Vous parlez « tcheu-tcheu » ?

Le français est parlé avec des accents parfois très différents, selon que l’on soit dans le nord ou le sud de la France par exemple ou selon que l’on se trouve en Belgique, en Suisse ou au Québec. Il en est de même en Bretagne  pour le breton. On distingue dans la partie historiquement brittophone quatre « pays » principaux : le Léon, la Cornouaille, le Trégor et le Vannetais..

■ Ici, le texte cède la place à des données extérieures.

use linfa::Float;
use ndarray::{Array2, ArrayView1, ArrayView2, Zip};

/// Conversion of a float value to `f64` for `libm` special functions
pub(crate) fn to_f64<F: Float>(v: F) -> f64 {
    v.to_f64().unwrap_or(f64::NAN)
}

/// Computes the (n, n) matrix `[k(x_i, x_j)]` given the (n, nx) `x` data points
/// where `k` is a symmetric function.
pub(crate) fn symmetric_matrix<F, K>(x: ArrayView2<F>, k: K) -> Array2<F>
where
    F: Float,
    K: Fn(ArrayView1<F>, ArrayView1<F>) -> F + Sync,
{
    let n = x.nrows();
    let mut res = Array2::zeros((n, n));
    Zip::indexed(&mut res).par_for_each(|(i, j), v| {
        if i <= j {
            *v = k(x.row(i), x.row(j));
        }
    });
    for i in 0..n {
        for j in 0..i {
            res[[i, j]] = res[[j, i]];
        }
    }
    res
}

/// Returns `theta[j]` or `theta[0]` when `theta` is isotropic (single element)
pub(crate) fn theta_at<F: Float>(theta: ArrayView1<F>, j: usize) -> F {
    if theta.len() == 1 {
        theta[0]
    } else {
        theta[j]
    }
}
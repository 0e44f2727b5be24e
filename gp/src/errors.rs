use thiserror::Error;

/// A result type for Laplace inference computations
pub type Result<T> = std::result::Result<T, GpError>;

/// An error when using the [`SingleLaplaceInference`](crate::SingleLaplaceInference) engine
#[derive(Error, Debug)]
pub enum GpError {
    /// When a given value is not consistent with the model (dimensions, labels, settings)
    #[error("InvalidValue error: {0}")]
    InvalidValueError(String),
    /// When a derivative is requested wrt a hyperparameter the model does not own
    #[error("Unknown hyperparameter: {0}")]
    UnknownHyperparameter(String),
    /// When the registered minimizer cannot drive the mode search
    #[error("Unsupported minimizer: {0}")]
    UnsupportedMinimizer(String),
    /// When a capability is not compiled in (see `linesearch` feature)
    #[error("Unsupported capability: {0}")]
    UnsupportedCapability(String),
    /// When a Cholesky or LU factorization fails or yields non finite values
    #[error("Factorization failed: {0}")]
    FactorizationError(String),
    /// When linear algebra computation fails
    #[error(transparent)]
    LinalgError(#[from] linfa_linalg::LinalgError),
    /// When a linfa error occurs
    #[error(transparent)]
    LinfaError(#[from] linfa::error::Error),
    /// When the argmin optimization framework fails
    #[cfg(feature = "linesearch")]
    #[error("Argmin optimization error: {0}")]
    ArgminError(#[from] argmin::core::Error),
}
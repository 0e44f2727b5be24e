//! `gpinfer` computes Laplace approximations of gaussian process posteriors with non-gaussian
//! likelihoods: posterior mode, factorization, negative log marginal likelihood and its
//! derivatives wrt the model hyperparameters.
//!
//! This crate re-exports the [`gpinfer_gp`] crate where the inference engine is implemented:
//!
//! ```no_run
//! use gpinfer::gp::{
//!     kernel_models::Matern32Kernel, likelihood_models::StudentsTLikelihood,
//!     mean_models::ConstantMean, SingleLaplaceInference,
//! };
//! use linfa::prelude::*;
//! use ndarray::array;
//!
//! let xt = array![[0.], [1.], [2.], [3.], [4.]];
//! let yt = array![0.1, 0.8, 9.0, 0.2, -0.5];
//! let mut laplace = SingleLaplaceInference::params(
//!     Matern32Kernel::new(array![1.]),
//!     ConstantMean::new(0.),
//!     StudentsTLikelihood::new(0.3, 3.),
//! )
//! .fit(&Dataset::new(xt, yt))
//! .expect("Laplace approximation");
//! println!("nlZ = {}", laplace.negative_log_marginal_likelihood().unwrap());
//! ```
pub use gpinfer_gp as gp;
impl<F, K, M, L> SingleLaplaceInference<F, K, M, L>
where
    F: Float,
    K: KernelModel<F>,
    M: MeanModel<F>,
    L: LikelihoodModel<F>,
{
    /// Laplace inference parameters constructor
    pub fn params(kernel: K, mean: M, likelihood: L) -> LaplaceParams<F, K, M, L> {
        LaplaceParams::new(kernel, mean, likelihood)
    }

    /// Kernel model
    pub fn kernel(&self) -> &K {
        &self.params.kernel
    }

    /// Mean model
    pub fn mean(&self) -> &M {
        &self.params.mean
    }

    /// Likelihood model
    pub fn likelihood(&self) -> &L {
        &self.params.likelihood
    }

    /// Logarithm of the kernel scale
    pub fn log_scale(&self) -> F {
        self.params.log_scale
    }

    /// Kernel scale `exp(2 * log_scale)`
    pub fn scale(&self) -> F {
        (F::cast(2.) * self.params.log_scale).exp()
    }

    /// Minimizer used for the mode search
    pub fn minimizer(&self) -> &LaplaceMinimizer {
        &self.params.minimizer
    }

    /// Training inputs
    pub fn inputs(&self) -> &Array2<F> {
        &self.x
    }

    /// Training labels
    pub fn labels(&self) -> &Array1<F> {
        &self.y
    }

    /// Whether the cached approximation matches the current configuration
    pub fn is_up_to_date(&self) -> bool {
        self.state.is_some()
    }

    fn invalidate(&mut self) {
        self.state = None;
        self.gradients = None;
    }

    /// Set the logarithm of the kernel scale
    pub fn set_log_scale(&mut self, log_scale: F) -> Result<()> {
        if !log_scale.is_finite() {
            return Err(GpError::InvalidValueError(format!(
                "`log_scale` should be finite, got {log_scale}"
            )));
        }
        self.params.log_scale = log_scale;
        self.invalidate();
        Ok(())
    }

    /// Mutable access to the kernel model
    pub fn kernel_mut(&mut self) -> &mut K {
        self.invalidate();
        &mut self.params.kernel
    }

    /// Mutable access to the mean model
    pub fn mean_mut(&mut self) -> &mut M {
        self.invalidate();
        &mut self.params.mean
    }

    /// Mutable access to the likelihood model
    pub fn likelihood_mut(&mut self) -> &mut L {
        self.invalidate();
        &mut self.params.likelihood
    }

    /// Set labels, training inputs are unchanged
    pub fn set_labels(&mut self, y: Array1<F>) -> Result<()> {
        check_training_data(&self.params, &self.x, &y)?;
        self.y = y;
        self.invalidate();
        Ok(())
    }

    /// Set training inputs and labels
    pub fn set_training_data(&mut self, x: Array2<F>, y: Array1<F>) -> Result<()> {
        check_training_data(&self.params, &x, &y)?;
        self.x = x;
        self.y = y;
        self.invalidate();
        Ok(())
    }

    /// Set the minimizer used for the mode search
    pub fn set_minimizer(&mut self, minimizer: LaplaceMinimizer) -> Result<()> {
        Minimizer::<F>::check(&minimizer)?;
        self.params.minimizer = minimizer;
        self.invalidate();
        Ok(())
    }

    /// Find the posterior mode and compute the Laplace approximation around it.
    ///
    /// Getters call it when the cached approximation is out of date.
    pub fn update(&mut self) -> Result<()> {
        let now = Instant::now();
        self.params.check_consistency()?;
        check_training_data(&self.params, &self.x, &self.y)?;
        let n = self.y.len();
        let kernel = self.params.kernel.value(&self.x);
        if kernel.dim() != (n, n) {
            return Err(GpError::InvalidValueError(format!(
                "Kernel matrix of shape {:?} does not match the number of labels ({n})",
                kernel.dim()
            )));
        }
        let mean = self.params.mean.value(&self.x);
        if mean.len() != n {
            return Err(GpError::InvalidValueError(format!(
                "Mean vector of length {} does not match the number of labels ({n})",
                mean.len()
            )));
        }

        let (mode, posterior) = {
            let problem = LaplaceProblem {
                kernel: kernel.view(),
                mean: mean.view(),
                labels: self.y.view(),
                likelihood: &self.params.likelihood,
                scale: self.scale(),
            };
            let start = self.update_init(&problem);
            let mode = self.params.minimizer.minimize(&problem, start)?;
            let posterior = Self::update_chol(&problem, &mode)?;
            (mode, posterior)
        };

        let nlz = mode.psi + posterior.factor.half_log_det();
        if !nlz.is_finite() {
            return Err(GpError::FactorizationError(format!(
                "negative log marginal likelihood is not finite ({nlz})"
            )));
        }
        info!(
            "Laplace update (n={n}, {}): psi={}, nlZ={}",
            match posterior.factor {
                PosteriorFactor::Cholesky { .. } => "cholesky",
                PosteriorFactor::Indefinite { .. } => "indefinite",
            },
            mode.psi,
            nlz
        );
        debug!("elapsed update = {:?}", now.elapsed().as_millis());

        self.alpha = mode.alpha.to_owned();
        self.state = Some(LaplaceState {
            kernel,
            mean,
            mode,
            posterior,
            nlz,
        });
        self.gradients = None;
        Ok(())
    }

    /// Starting point of the mode search: the stored `alpha` if it is better than
    /// `alpha = 0`, or `alpha = 0` when sizes do not match.
    fn update_init(&self, problem: &LaplaceProblem<F, L>) -> ModeEstimate<F> {
        let default = problem.estimate(Array1::zeros(problem.len()));
        if self.alpha.len() != problem.len() {
            return default;
        }
        let warm = problem.estimate(self.alpha.to_owned());
        if default.psi < warm.psi {
            debug!("Laplace warm start discarded: psi(0)={} < {}", default.psi, warm.psi);
            default
        } else {
            warm
        }
    }

    fn update_chol(
        problem: &LaplaceProblem<F, L>,
        mode: &ModeEstimate<F>,
    ) -> Result<Posterior<F>> {
        let lik = problem.likelihood;
        let y = &problem.labels;
        let ks = problem.scaled_kernel();
        let dlp = lik.log_probability_derivative(y, &mode.f, DerivativeOrder::First);
        let w = -lik.log_probability_derivative(y, &mode.f, DerivativeOrder::Second);
        let d3lp = lik.log_probability_derivative(y, &mode.f, DerivativeOrder::Third);
        let two = F::cast(2.);

        let (sw, factor) = if w.iter().all(|v| *v >= F::zero()) {
            let sw = w.mapv(|v| v.sqrt());
            let mut a = &ks * &sw.view().insert_axis(Axis(1)) * &sw;
            a.diag_mut().mapv_inplace(|v| v + F::one());
            let l = cholesky_upper(&a)?;
            (sw, PosteriorFactor::Cholesky { l })
        } else {
            let sw = w.mapv(|v| ((v.abs() + v) / two).sqrt() - ((v.abs() - v) / two).sqrt());
            let mut a = &ks * &w;
            a.diag_mut().mapv_inplace(|v| v + F::one());
            let lu = FullPivLu::new(&a)?;
            let ia = lu.inverse();
            check_finite("(I + K.W)^-1", &ia)?;
            let l = -(&ia * &w.view().insert_axis(Axis(1)));
            let log_det = lu.log_abs_determinant();
            (sw, PosteriorFactor::Indefinite { l, ia, log_det })
        };
        check_finite("posterior factor", factor.matrix())?;

        Ok(Posterior {
            ks,
            dlp,
            d3lp,
            sw,
            factor,
        })
    }

    fn gradient_terms(state: &LaplaceState<F>) -> Result<GradientTerms<F>> {
        let post = &state.posterior;
        let two = F::cast(2.);
        let (z, g) = match &post.factor {
            PosteriorFactor::Cholesky { l } => {
                let sw_col = post.sw.view().insert_axis(Axis(1));
                let linv = upper_inverse(l)?;
                let z = linv.dot(&linv.t()) * &sw_col * &post.sw;
                let c = solve_upper_transposed(l, &post.ks * &sw_col)?;
                let g = (post.ks.diag().to_owned() - c.mapv(|v| v * v).sum_axis(Axis(0))) / two;
                (z, g)
            }
            PosteriorFactor::Indefinite { l, ia, .. } => {
                let g = (ia * &post.ks).sum_axis(Axis(1)) / two;
                (l.mapv(|v| -v), g)
            }
        };
        let dfhat = &g * &post.d3lp;
        Ok(GradientTerms { z, g, dfhat })
    }

    /// Run the update if needed, computing the derivative intermediates if `gradients` is set
    fn refresh(&mut self, gradients: bool) -> Result<()> {
        if self.state.is_none() {
            self.update()?;
        }
        if gradients && self.gradients.is_none() {
            let terms = Self::gradient_terms(self.cached()?)?;
            self.gradients = Some(terms);
        }
        Ok(())
    }

    fn cached(&self) -> Result<&LaplaceState<F>> {
        self.state.as_ref().ok_or_else(|| {
            GpError::InvalidValueError("Laplace approximation is not computed".to_string())
        })
    }

    fn cached_gradients(&self) -> Result<(&LaplaceState<F>, &GradientTerms<F>)> {
        let terms = self.gradients.as_ref().ok_or_else(|| {
            GpError::InvalidValueError("Laplace gradient terms are not computed".to_string())
        })?;
        Ok((self.cached()?, terms))
    }

    /// `dfhat.(b - K.scale.Z.b)`, the part of the derivative due to the mode shift
    fn implicit_term(state: &LaplaceState<F>, terms: &GradientTerms<F>, b: &Array1<F>) -> F {
        let kzb = state.posterior.ks.dot(&terms.z.dot(b));
        terms.dfhat.dot(&(b - &kzb))
    }

    /// Negative log marginal likelihood
    ///
    /// `nlZ = alpha.(f - m) / 2 - sum(log(p(y|f))) + log(|I + K.W|) / 2`
    pub fn negative_log_marginal_likelihood(&mut self) -> Result<F> {
        self.refresh(false)?;
        Ok(self.cached()?.nlz)
    }

    /// Posterior mean of the latent function values relative to the prior mean: `f - m`
    pub fn posterior_mean(&mut self) -> Result<Array1<F>> {
        self.refresh(false)?;
        let state = self.cached()?;
        Ok(&state.mode.f - &state.mean)
    }

    /// Mode of the posterior over latent function values `f = K.scale.alpha + m`
    pub fn latent_mode(&mut self) -> Result<Array1<F>> {
        self.refresh(false)?;
        Ok(self.cached()?.mode.f.to_owned())
    }

    /// Dual vector `alpha` at the mode
    pub fn alpha(&mut self) -> Result<Array1<F>> {
        self.refresh(false)?;
        Ok(self.cached()?.mode.alpha.to_owned())
    }

    /// Objective value at the mode
    pub fn psi(&mut self) -> Result<F> {
        self.refresh(false)?;
        Ok(self.cached()?.mode.psi)
    }

    /// Signed square root of `W = -d2lp` at the mode
    pub fn diagonal_vector(&mut self) -> Result<Array1<F>> {
        self.refresh(false)?;
        Ok(self.cached()?.posterior.sw.to_owned())
    }

    /// Factorization of the approximation at the mode
    pub fn posterior_factor(&mut self) -> Result<&PosteriorFactor<F>> {
        self.refresh(false)?;
        Ok(&self.cached()?.posterior.factor)
    }

    /// Covariance of the gaussian approximation `(K^-1 + W)^-1`
    pub fn posterior_covariance(&mut self) -> Result<Array2<F>> {
        self.refresh(false)?;
        let post = &self.cached()?.posterior;
        match &post.factor {
            PosteriorFactor::Cholesky { l } => {
                let v = solve_upper_transposed(l, &post.ks * &post.sw.view().insert_axis(Axis(1)))?;
                Ok(&post.ks - &v.t().dot(&v))
            }
            PosteriorFactor::Indefinite { l, .. } => Ok(&post.ks + &post.ks.dot(&l.dot(&post.ks))),
        }
    }

    /// Derivative of `nlZ` wrt the inference method hyperparameter `log_scale`
    pub fn derivative_wrt_inference_method(&mut self, param: &Hyperparameter) -> Result<Array1<F>> {
        check_hyperparameter("SingleLaplaceInference", param, &[LOG_SCALE])?;
        self.refresh(true)?;
        let scale = self.scale();
        let (state, terms) = self.cached_gradients()?;
        let two = F::cast(2.);
        let k = &state.kernel;
        let alpha = &state.mode.alpha;

        let explicit = (&terms.z * k).sum() / two - alpha.dot(&k.dot(alpha)) / two;
        let b = k.dot(&state.posterior.dlp);
        let implicit = Self::implicit_term(state, terms, &b);
        Ok(Array1::from_elem(1, (explicit - implicit) * two * scale))
    }

    /// Derivatives of `nlZ` wrt the elements of the given kernel hyperparameter
    pub fn derivative_wrt_kernel(&mut self, param: &Hyperparameter) -> Result<Array1<F>> {
        check_hyperparameter(
            &self.params.kernel.to_string(),
            param,
            &self.params.kernel.hyperparameters(),
        )?;
        self.refresh(true)?;
        let scale = self.scale();
        let (state, terms) = self.cached_gradients()?;
        let two = F::cast(2.);
        let alpha = &state.mode.alpha;

        (0..param.n_elements)
            .map(|i| {
                let dk = self.params.kernel.parameter_gradient(&self.x, param, i)?;
                let explicit = (&terms.z * &dk).sum() / two - alpha.dot(&dk.dot(alpha)) / two;
                let b = dk.dot(&state.posterior.dlp);
                let implicit = Self::implicit_term(state, terms, &b);
                Ok((explicit - implicit) * scale)
            })
            .collect::<Result<Vec<F>>>()
            .map(Array1::from)
    }

    /// Derivatives of `nlZ` wrt the elements of the given mean hyperparameter
    pub fn derivative_wrt_mean(&mut self, param: &Hyperparameter) -> Result<Array1<F>> {
        check_hyperparameter(
            &self.params.mean.to_string(),
            param,
            &self.params.mean.hyperparameters(),
        )?;
        self.refresh(true)?;
        let (state, terms) = self.cached_gradients()?;

        (0..param.n_elements)
            .map(|i| {
                let dm = self.params.mean.parameter_derivative(&self.x, param, i)?;
                let implicit = Self::implicit_term(state, terms, &dm);
                Ok(-state.mode.alpha.dot(&dm) - implicit)
            })
            .collect::<Result<Vec<F>>>()
            .map(Array1::from)
    }

    /// Derivative of `nlZ` wrt the given (scalar) likelihood hyperparameter
    pub fn derivative_wrt_likelihood_model(
        &mut self,
        param: &Hyperparameter,
    ) -> Result<Array1<F>> {
        let lik = &self.params.likelihood;
        check_hyperparameter(&lik.to_string(), param, &lik.hyperparameters())?;
        if param.n_elements != 1 {
            return Err(GpError::InvalidValueError(format!(
                "Likelihood hyperparameter {param} should be scalar"
            )));
        }
        self.refresh(true)?;
        let (state, terms) = self.cached_gradients()?;
        let lik = &self.params.likelihood;
        let f = &state.mode.f;

        let lp_dhyp = lik.first_derivative(&self.y, f, param)?;
        let dlp_dhyp = lik.second_derivative(&self.y, f, param)?;
        let d2lp_dhyp = lik.third_derivative(&self.y, f, param)?;

        let explicit = -terms.g.dot(&d2lp_dhyp) - lp_dhyp.sum();
        let b = state.posterior.ks.dot(&dlp_dhyp);
        let implicit = Self::implicit_term(state, terms, &b);
        Ok(Array1::from_elem(1, explicit - implicit))
    }
}
#[cfg(feature = "linesearch")]
mod linesearch {
    use super::*;
    use argmin::core::{CostFunction, Executor, Gradient, State};
    use argmin::solver::brent::BrentOpt;
    use argmin::solver::gradientdescent::SteepestDescent;
    use argmin::solver::linesearch::MoreThuenteLineSearch;
    use argmin::solver::quasinewton::LBFGS;

    /// `x -> Psi(alpha + x.dalpha)`
    pub(super) struct StepCost<'p, 'a, F: Float, L: LikelihoodModel<F>> {
        pub problem: &'p LaplaceProblem<'a, F, L>,
        pub alpha: &'p Array1<F>,
        pub dalpha: &'p Array1<F>,
    }

    impl<'p, 'a, F: Float, L: LikelihoodModel<F>> CostFunction for StepCost<'p, 'a, F, L> {
        type Param = f64;
        type Output = f64;

        fn cost(&self, x: &Self::Param) -> std::result::Result<Self::Output, argmin::core::Error> {
            let alpha = self.alpha + &(self.dalpha * F::cast(*x));
            let psi = to_f64(self.problem.psi(&alpha));
            Ok(if psi.is_nan() { f64::INFINITY } else { psi })
        }
    }

    /// Minimize the step cost over `[0, opt_max]`, returns the best step
    pub(super) fn brent<F: Float, L: LikelihoodModel<F>>(
        cost: StepCost<F, L>,
        opt_max: f64,
        opt_tolerance: f64,
    ) -> Result<f64> {
        let solver = BrentOpt::new(0., opt_max).set_tolerance(f64::EPSILON.sqrt(), opt_tolerance);
        let res = Executor::new(cost, solver)
            .configure(|state| state.max_iters(100))
            .run()?;
        Ok(res.state().get_best_param().copied().unwrap_or(0.))
    }

    /// `alpha -> Psi(alpha)` cost function in f64 for argmin solvers
    pub(super) struct PsiCost<'p, 'a, F: Float, L: LikelihoodModel<F>> {
        pub problem: &'p LaplaceProblem<'a, F, L>,
    }

    impl<'p, 'a, F: Float, L: LikelihoodModel<F>> CostFunction for PsiCost<'p, 'a, F, L> {
        type Param = Array1<f64>;
        type Output = f64;

        fn cost(&self, alpha: &Self::Param) -> std::result::Result<Self::Output, argmin::core::Error> {
            let psi = to_f64(self.problem.psi(&alpha.mapv(F::cast)));
            Ok(if psi.is_nan() { f64::INFINITY } else { psi })
        }
    }

    impl<'p, 'a, F: Float, L: LikelihoodModel<F>> Gradient for PsiCost<'p, 'a, F, L> {
        type Param = Array1<f64>;
        type Gradient = Array1<f64>;

        fn gradient(
            &self,
            alpha: &Self::Param,
        ) -> std::result::Result<Self::Gradient, argmin::core::Error> {
            Ok(self.problem.gradient(&alpha.mapv(F::cast)).mapv(to_f64))
        }
    }

    pub(super) fn first_order<F: Float, L: LikelihoodModel<F>>(
        optimizer: &FirstOrderOptimizer,
        problem: &LaplaceProblem<F, L>,
        alpha0: &Array1<F>,
    ) -> Result<Option<Array1<F>>> {
        let cost = PsiCost { problem };
        let x0 = alpha0.mapv(to_f64);
        let best = match optimizer.method {
            FirstOrderMethod::Lbfgs { memory } => {
                let solver = LBFGS::new(MoreThuenteLineSearch::new(), memory)
                    .with_tolerance_grad(optimizer.tolerance_grad)?
                    .with_tolerance_cost(optimizer.tolerance_cost)?;
                let res = Executor::new(cost, solver)
                    .configure(|state| state.param(x0).max_iters(optimizer.max_iter))
                    .run()?;
                debug!(
                    "L-BFGS: {} iterations, termination: {:?}",
                    res.state().get_iter(),
                    res.state().get_termination_status()
                );
                res.state().get_best_param().cloned()
            }
            FirstOrderMethod::SteepestDescent => {
                let solver = SteepestDescent::new(MoreThuenteLineSearch::new());
                let res = Executor::new(cost, solver)
                    .configure(|state| state.param(x0).max_iters(optimizer.max_iter))
                    .run()?;
                debug!(
                    "Steepest descent: {} iterations, termination: {:?}",
                    res.state().get_iter(),
                    res.state().get_termination_status()
                );
                res.state().get_best_param().cloned()
            }
        };
        Ok(best.map(|x| x.mapv(F::cast)))
    }
}

impl<F: Float> Minimizer<F> for NewtonOptimizer {
    fn check(&self) -> Result<()> {
        if self.max_iter == 0 {
            return Err(GpError::InvalidValueError(
                "Newton max_iter should be positive".to_string(),
            ));
        }
        if !(self.tolerance >= 0.) || !(self.opt_tolerance > 0.) || !(self.opt_max > 0.) {
            return Err(GpError::InvalidValueError(format!(
                "Newton tolerances and line search bound should be positive, got {self}"
            )));
        }
        Ok(())
    }

    #[cfg(not(feature = "linesearch"))]
    fn minimize<L: LikelihoodModel<F>>(
        &self,
        _problem: &LaplaceProblem<F, L>,
        _start: ModeEstimate<F>,
    ) -> Result<ModeEstimate<F>> {
        Err(GpError::UnsupportedCapability(
            "Newton minimizer requires the `linesearch` feature for Brent line search".to_string(),
        ))
    }

    #[cfg(feature = "linesearch")]
    fn minimize<L: LikelihoodModel<F>>(
        &self,
        problem: &LaplaceProblem<F, L>,
        start: ModeEstimate<F>,
    ) -> Result<ModeEstimate<F>> {
        let ks = problem.scaled_kernel();
        let tolerance = F::cast(self.tolerance);
        let mut est = start;
        let mut psi_old = F::infinity();
        let mut iter = 0;

        while psi_old - est.psi > tolerance && iter < self.max_iter {
            psi_old = est.psi;
            iter += 1;

            let dalpha = Self::direction(problem, &ks, &est)?;
            let step = linesearch::brent(
                linesearch::StepCost {
                    problem,
                    alpha: &est.alpha,
                    dalpha: &dalpha,
                },
                self.opt_max,
                self.opt_tolerance,
            )?;
            let candidate = problem.estimate(&est.alpha + &(dalpha * F::cast(step)));
            debug!(
                "Newton iteration {iter}: step={step}, psi={}",
                candidate.psi
            );
            if candidate.psi < est.psi {
                est = candidate;
            }
        }
        if iter >= self.max_iter && psi_old - est.psi > tolerance {
            warn!(
                "Newton minimizer reached max_iter={} before convergence (psi decrease {} > {})",
                self.max_iter,
                psi_old - est.psi,
                self.tolerance
            );
        }
        Ok(est)
    }
}
use criterion::{black_box, criterion_group, criterion_main, Criterion};
use gpinfer_gp::kernel_models::SquaredExponentialKernel;
use gpinfer_gp::likelihood_models::{LogitLikelihood, StudentsTLikelihood};
use gpinfer_gp::mean_models::ZeroMean;
use gpinfer_gp::{LaplaceMinimizer, SingleLaplaceInference, LOG_SCALE};
use linfa::prelude::{Dataset, Fit};
use ndarray::{array, Array1, Array2, Axis};
use ndarray_rand::rand::SeedableRng;
use ndarray_rand::rand_distr::Uniform;
use ndarray_rand::RandomExt;
use rand_xoshiro::Xoshiro256Plus;

fn training_data(nt: usize, dim: usize) -> (Array2<f64>, Array1<f64>, Array1<f64>) {
    let mut rng = Xoshiro256Plus::seed_from_u64(42);
    let xt = Array2::random_using((nt, dim), Uniform::new(-3., 3.), &mut rng);
    let smooth = xt.map_axis(Axis(1), |x| x.mapv(|v| v.sin()).sum());
    let labels = smooth.mapv(|v| if v > 0. { 1. } else { -1. });
    let mut targets = smooth;
    for i in (0..nt).step_by(17) {
        targets[i] += 5.;
    }
    (xt, labels, targets)
}

fn criterion_laplace(c: &mut Criterion) {
    let dim = 3;
    let nts = [50, 100, 200];

    let mut group = c.benchmark_group("laplace");
    group.sample_size(20);
    for nt in nts {
        let (xt, labels, targets) = training_data(nt, dim);

        for minimizer in ["Newton", "Lbfgs"] {
            let minimizer = LaplaceMinimizer::try_from(minimizer).expect("known minimizer");
            group.bench_function(format!("logit {minimizer} {nt}"), |b| {
                b.iter(|| {
                    black_box(
                        SingleLaplaceInference::params(
                            SquaredExponentialKernel::new(array![0.5]),
                            ZeroMean(),
                            LogitLikelihood(),
                        )
                        .minimizer(minimizer)
                        .fit(&Dataset::new(xt.to_owned(), labels.to_owned()))
                        .expect("Laplace fit error"),
                    )
                });
            });
        }

        group.bench_function(format!("student-t gradients {nt}"), |b| {
            b.iter(|| {
                let mut laplace = SingleLaplaceInference::params(
                    SquaredExponentialKernel::new(array![0.5]),
                    ZeroMean(),
                    StudentsTLikelihood::new(0.2, 3.),
                )
                .fit(&Dataset::new(xt.to_owned(), targets.to_owned()))
                .expect("Laplace fit error");
                black_box(
                    laplace
                        .derivative_wrt_inference_method(&LOG_SCALE)
                        .expect("log_scale derivative"),
                )
            });
        });
    }
    group.finish();
}

criterion_group!(benches, criterion_laplace);
criterion_main!(benches);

Si les accents sont relativement similaires dans les trois premiers pays, (ce qui a permis de codifier facilement la langue bretonne que l’on appelle le KLT (1)), il en va différemment   du breton parlé dans le pays vannetais : il s’écrit avec une orthographe particulière et l’accent vannetais est un accent dit « plat », similaire à l’accent « français », alors que le KLT possède un accent tonique très appuyé, en général sur l’avant dernière syllabe.

Plusieurs questions viennent à l’esprit :

  • Comment se caractérise le breton vannetais par rapport au KLT ?
  • Comment explique-t-on les particularités constatées ?
  • Un locuteur vannetais et un locuteur KLT peuvent-ils se comprendre ? (idem concernant la lecture)

L’aire géographique où le breton vannetais est pratiqué est circonscrite aux limites suivantes :

A l’ouest, une ligne Arzano, Saint-Tugdual.

A l’est, une ligne Kergrist, Moréac, Saint-Jean-Brévelay,Theix, Sarzeau

Au nord, Mellionnec et Lescouët-Gouarec.

Au sud,….L’Océan Atlantique sans oublier l’île de Groix. (Enez Groe) et Belle-Ile (Enez ar Gerveur)

Cela représente environ 25 000 locuteurs sur les 200 000 bretonnants actuellement dénombrés en Bretagne.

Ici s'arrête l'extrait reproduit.